Il attendit que Derek est posé son sac, mit sa boîte hermétique dans l'évier, boîte qu'il avait préalablement rempli des restes de la veille, se lava les mains et alla s'asseoir sur le canapé, un bras levé vers Stiles en signe d'invitation. Ce dernier n'hésita pas avant de le rejoindre, se rapprochant de lui et de sa chaleur, d'humeur câline. Il posa ensuite sa tête sur son épaule et sa main sur son torse, montant et descendant au fil de sa respiration. De son autre main, il s'empara de celle de Derek et joua avec ses doigts, les pliant lentement, selon son gré.
« Tu m'as manqué, aujourd'hui. »
Derek raffermit son étreinte et l'embrassa sur le sommet du crâne.
« Toi aussi. »
Il lui raconta ensuite sa journée au poste, comment ses collègues s'étaient moqués de lui parce qu'il ne sortait jamais boire un verre à la fin de leur journée, que Mme Hipkins avait, du haut de ses 73 ans, encore une fois, flirter outrageusement avec lui, proférant qu'un mariage n'était qu'en réalité, une signature sur un bout de papier avec un clin d'œil suggestif qui avait fait le Shérif mourir de rire. Stiles lui demanda alors s'il devait se sentir menacé et Derek laissa planer un doute contrefait, arguant que se muffins étaient à damner un saint. Stiles se pencha et l'embrassa sur le coin des lèvres, décidant qu'il devrait alors améliorer ses talents culinaires et Derek tenta d'approfondir leur baiser quand Stiles sauta soudainement du sofa.
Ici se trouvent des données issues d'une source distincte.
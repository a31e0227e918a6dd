use std::collections::HashSet;

use strsim::normalized_levenshtein;

use crate::text::{normalize_search_text, tokenize};

/// Mean of character-level (normalized Levenshtein) and token-set (Jaccard) similarity.
///
/// Identical texts score 1.0; texts sharing no tokens score at most 0.5.
pub fn similarity(left: &str, right: &str) -> f64 {
    let left_norm = normalize_search_text(left);
    let right_norm = normalize_search_text(right);

    if left_norm.is_empty() && right_norm.is_empty() {
        return 1.0;
    }
    if left_norm.is_empty() || right_norm.is_empty() {
        return 0.0;
    }
    if left_norm == right_norm {
        return 1.0;
    }

    let character = normalized_levenshtein(&left_norm, &right_norm);
    let token = token_set_similarity(&left_norm, &right_norm);
    ((character + token) / 2.0).clamp(0.0, 1.0)
}

fn token_set_similarity(left: &str, right: &str) -> f64 {
    let left_tokens = tokenize(left).into_iter().collect::<HashSet<String>>();
    let right_tokens = tokenize(right).into_iter().collect::<HashSet<String>>();

    let union = left_tokens.union(&right_tokens).count();
    if union == 0 {
        return 0.0;
    }
    left_tokens.intersection(&right_tokens).count() as f64 / union as f64
}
Il augmenta le son de la radio et se mit à danser, sa voix fausse résonnant dans toute la pièce, avançant dangereusement vers Derek qui se cacha le visage avec ses mains. Hors de question.
« Allez, je sais que tu adores cette chanson. »
Derek détestait cette chanson, en réalité. Alors, il fit abstraction des gestes désespérés que Stiles tendait vers lui, de son déhanché ridicule, de ses supplications qui le poussait à se dandiner de manière grotesque, de ses lèvres qui formaient un sourire narquois, de ses jolis yeux qui pétillaient de malice, de ses mains qui agrippaient du vide, impatientes. Il ne céderait pas.
« Stiles. »
Stiles fit mine de ne pas entendre, trop englouti par le son de la musique, par la concentration qu'il mettait dans ses pas de danse et surtout, par la détermination qu'il possédait à ne pas laisser sa maladresse légendaire prendre le dessus. Ses mains se posèrent sur ses avant-bras et tirèrent, bien qu'il n'avait aucune chance de lever le loup si celui-ci avait décidé de rester campé sur son canapé. L'entêtement eut raison de lui et il continua à le presser à se mettre debout.
« Stiles. »
Faire abstraction des yeux, faire abstraction des yeux et... Trop tard. Soupirant résigné, il rejoignit Stiles qui lança un cri exagérément aiguë, une posture de vainqueur. Ses efforts furent d'ailleurs récompensés lorsque, ralentissant leur cadence, Stiles se rapprocha de lui, entoura sa nuque de ses bras et lui chuchota un « merci » à l'oreille, les joues rouges. Alors Derek le fit basculer en arrière dans un semblant de danse professionnelle, le faisant tourner sur lui-même. Ses éclats de rire lui donnèrent envie de danser jusqu'à ce que ses jambes le lâchent, tant il ne voulait pas qu'ils disparaissent. Alors tant pis s'ils avaient l'air ridicules ou risibles, car tout cela paraissait dérisoire. Stiles était heureux alors le reste ne comptait pas.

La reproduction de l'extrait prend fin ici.